## Assigned task
Going through the data below, please show each line containing the string "configured".

## Data for this exercise
————

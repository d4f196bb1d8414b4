// SPDX-License-Identifier: PolyForm-Noncommercial-1.0.0
// Copyright (c) 2025 Sylvex. All rights reserved.

//! Implementation of the `validate` command.

use std::path::Path;

use serde::Serialize;
use sluice_config::{GatewayConfig, SecretValue};

use crate::cli::{Cli, OutputFormat, ValidateArgs};
use crate::error::{BinError, BinResult};

/// Summary of a validated configuration.
#[derive(Debug, Clone, PartialEq, Eq, Serialize)]
pub struct ValidationSummary {
    /// Number of configured servers.
    pub servers: usize,
    /// Number of configured identifiers across all servers.
    pub identifier_count: usize,
    /// Registry base URL.
    pub registry_url: String,
    /// Whether the gateway stops on the first bad status.
    pub quit_on_error: bool,
    /// Poll interval in milliseconds.
    pub poll_interval_ms: u64,
    /// Non-fatal findings.
    pub warnings: Vec<String>,
}

impl ValidationSummary {
    /// Inspects an already-validated configuration.
    pub fn inspect(config: &GatewayConfig, verbose: bool) -> Self {
        let mut warnings = Vec::new();

        if config.servers.is_empty() {
            warnings.push("No servers configured".to_string());
        }

        for server in &config.servers {
            if server.subscriptions.is_empty() {
                warnings.push(format!("Server {} has no subscriptions", server.server_id));
            }
            if config.max_browse_depth == 0 && server.subscriptions.iter().any(|s| s.is_folder) {
                warnings.push(format!(
                    "Server {} subscribes to a folder with unbounded browse depth",
                    server.server_id
                ));
            }
        }

        if verbose && config.registry.verbose {
            if let Some(parent) = config.registry.log_path.parent() {
                if !parent.as_os_str().is_empty() && !parent.exists() {
                    warnings.push(format!(
                        "Exchange log directory does not exist: {}",
                        parent.display()
                    ));
                }
            }
        }

        Self {
            servers: config.servers.len(),
            identifier_count: config.identifier_count(),
            registry_url: config.registry.url.clone(),
            quit_on_error: config.quit_on_error,
            poll_interval_ms: config.poll_interval_ms,
            warnings,
        }
    }
}

/// Returns a copy of `config` with every password masked.
pub(crate) fn redacted(config: &GatewayConfig) -> GatewayConfig {
    let mask = |secret: &SecretValue| {
        if secret.is_empty() {
            SecretValue::default()
        } else {
            SecretValue::new("***")
        }
    };

    let mut copy = config.clone();
    copy.registry.password = mask(&copy.registry.password);
    for server in &mut copy.servers {
        server.password = mask(&server.password);
    }
    copy
}

/// Executes the `validate` command to validate configuration.
pub fn validate(cli: &Cli, args: ValidateArgs) -> BinResult<()> {
    let config_path = &cli.config;
    let (config, summary) = check(config_path, cli.verbose)?;

    match args.format {
        OutputFormat::Text => {
            println!("✓ Configuration is valid: {}", config_path.display());
            println!();
            println!("Summary:");
            println!("  Servers: {}", summary.servers);
            println!("  Identifiers: {}", summary.identifier_count);
            println!("  Registry: {}", summary.registry_url);
            println!("  Quit on error: {}", summary.quit_on_error);
            println!("  Poll interval: {} ms", summary.poll_interval_ms);

            if !summary.warnings.is_empty() {
                println!();
                println!("Warnings:");
                for warning in &summary.warnings {
                    println!("  ⚠ {}", warning);
                }
            }

            if args.show_config {
                println!();
                println!("Parsed configuration:");
                println!(
                    "{}",
                    serde_json::to_string_pretty(&redacted(&config))
                        .unwrap_or_else(|_| "(serialization error)".to_string())
                );
            }
        }
        OutputFormat::Json => {
            let shown = args.show_config.then(|| redacted(&config));
            let output = serde_json::json!({
                "valid": true,
                "config_path": config_path.display().to_string(),
                "summary": summary,
                "config": shown,
            });
            let text = serde_json::to_string_pretty(&output)
                .map_err(|e| BinError::runtime(format!("Failed to render output: {}", e)))?;
            println!("{}", text);
        }
    }

    if args.strict && !summary.warnings.is_empty() {
        return Err(BinError::config(format!(
            "Strict mode: {} warning(s) found",
            summary.warnings.len()
        )));
    }

    Ok(())
}

fn check(config_path: &Path, verbose: bool) -> BinResult<(GatewayConfig, ValidationSummary)> {
    if !config_path.exists() {
        return Err(BinError::config(format!(
            "Configuration file not found: {}",
            config_path.display()
        )));
    }

    let config = sluice_config::load_config(config_path)
        .map_err(|e| BinError::config(format!("Configuration validation failed: {}", e)))?;

    let summary = ValidationSummary::inspect(&config, verbose);
    Ok((config, summary))
}
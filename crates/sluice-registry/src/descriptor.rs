// SPDX-License-Identifier: PolyForm-Noncommercial-1.0.0
// Copyright (c) 2025 Sylvex. All rights reserved.

//! Registry descriptor documents and their paths.

use serde::{Deserialize, Serialize};
use sluice_config::ServerConfig;

/// Collection for server descriptors.
pub const SERVERS_PATH: &str = "/servers";

/// Collection for subscription descriptors.
pub const SUBSCRIPTIONS_PATH: &str = "/subscriptions";

/// Server identity as stored in the registry. Credentials are not included.
#[derive(Debug, Clone, PartialEq, Serialize, Deserialize)]
#[serde(rename_all = "camelCase")]
pub struct ServerDescriptor {
    /// Server id.
    pub server_id: i32,
    /// Endpoint URL.
    pub endpoint: String,
    /// User name; empty for anonymous sessions.
    pub username: String,
    /// Publishing interval in milliseconds.
    pub sub_publish_interval: f64,
    /// Subscription priority.
    pub sub_publish_priority: u8,
}

impl ServerDescriptor {
    /// Path used to look the record up by natural key.
    pub fn lookup_path(&self) -> String {
        format!("{}/{}", SERVERS_PATH, self.server_id)
    }
}

impl From<&ServerConfig> for ServerDescriptor {
    fn from(config: &ServerConfig) -> Self {
        Self {
            server_id: config.server_id,
            endpoint: config.endpoint.clone(),
            username: config.username.clone(),
            sub_publish_interval: config.sub_publish_interval,
            sub_publish_priority: config.sub_publish_priority,
        }
    }
}

/// One subscribed node as stored in the registry.
#[derive(Debug, Clone, PartialEq, Eq, Serialize, Deserialize)]
#[serde(rename_all = "camelCase")]
pub struct SubscriptionDescriptor {
    /// Owning server.
    pub server_id: i32,
    /// Namespace index.
    pub namespace_index: u16,
    /// Node identifier.
    pub identifier: String,
    /// Whether the node was reached through a folder subscription.
    pub is_folder: bool,
}

impl SubscriptionDescriptor {
    /// Creates a descriptor.
    pub fn new(server_id: i32, namespace_index: u16, identifier: impl Into<String>, is_folder: bool) -> Self {
        Self {
            server_id,
            namespace_index,
            identifier: identifier.into(),
            is_folder,
        }
    }

    /// Path used to look the record up by natural key.
    pub fn lookup_path(&self) -> String {
        format!(
            "{}/{}?identifier={}&serverId={}",
            SUBSCRIPTIONS_PATH,
            self.namespace_index,
            urlencoding::encode(&self.identifier),
            self.server_id
        )
    }
}

#[cfg(test)]
mod tests {
    use super::*;

    #[test]
    fn test_server_descriptor_has_no_password() {
        let config = sluice_config::ServerConfig::new(1, "opc.tcp://plc:4840")
            .with_credentials("operator", "hunter2");
        let descriptor = ServerDescriptor::from(&config);

        let json = serde_json::to_string(&descriptor).unwrap();
        assert!(json.contains("\"serverId\":1"));
        assert!(json.contains("\"username\":\"operator\""));
        assert!(!json.contains("hunter2"));
        assert!(!json.contains("password"));
        assert_eq!(descriptor.lookup_path(), "/servers/1");
    }

    #[test]
    fn test_subscription_lookup_path() {
        let descriptor = SubscriptionDescriptor::new(1, 2, "temp", false);
        assert_eq!(
            descriptor.lookup_path(),
            "/subscriptions/2?identifier=temp&serverId=1"
        );

        let descriptor = SubscriptionDescriptor::new(3, 4, "Line 1/T&P", true);
        assert_eq!(
            descriptor.lookup_path(),
            "/subscriptions/4?identifier=Line%201%2FT%26P&serverId=3"
        );
    }

    #[test]
    fn test_subscription_descriptor_json() {
        let descriptor = SubscriptionDescriptor::new(1, 2, "temp", true);
        assert_eq!(
            serde_json::to_value(&descriptor).unwrap(),
            serde_json::json!({
                "serverId": 1,
                "namespaceIndex": 2,
                "identifier": "temp",
                "isFolder": true
            })
        );
    }
}
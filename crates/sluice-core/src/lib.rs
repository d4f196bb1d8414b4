// SPDX-License-Identifier: PolyForm-Noncommercial-1.0.0
// Copyright (c) 2025 Sylvex. All rights reserved.

//! # sluice-core
//!
//! Core abstractions shared by every Sluice crate.
//!
//! - **Status**: OPC UA style 32-bit status codes used for connector health
//! - **Address**: `(namespace, identifier)` node addresses
//! - **Value**: the native, dynamically typed value a protocol delivers
//! - **Event**: the wire-neutral value-change event posted to the registry
//! - **Normalizer**: the closed mapping from native values to tagged events
//! - **Error**: the gateway error taxonomy
//!
//! ## Example
//!
//! ```
//! use chrono::{TimeZone, Utc};
//! use sluice_core::{normalize, ItemContext, TypeTag, Variant};
//!
//! let ts = Utc.with_ymd_and_hms(2024, 5, 1, 12, 0, 0).unwrap();
//! let event = normalize(&Variant::Float(23.5), ts, ItemContext::new(1, 2, "temp"));
//!
//! assert_eq!(event.type_tag, Some(TypeTag::Float));
//! assert_eq!(event.timestamp, "2024-05-01T12:00:00.000Z");
//! ```

#![warn(missing_docs)]
#![deny(unsafe_code)]

pub mod address;
pub mod error;
pub mod event;
pub mod normalizer;
pub mod status;
pub mod value;

pub use address::{AddressParseError, NodeAddress, NodeIdentifier};
pub use error::{GatewayError, GatewayResult};
pub use event::{format_timestamp, parse_timestamp, TypeTag, ValueChangeEvent, TIMESTAMP_FORMAT};
pub use normalizer::{classify, decode, normalize, ItemContext};
pub use status::StatusCode;
pub use value::Variant;

/// Crate version
pub const VERSION: &str = env!("CARGO_PKG_VERSION");

/// Crate name
pub const NAME: &str = env!("CARGO_PKG_NAME");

————

## Problem solution
    /// Number of configured servers.
    /// Number of configured identifiers across all servers.
            warnings.push("No servers configured".to_string());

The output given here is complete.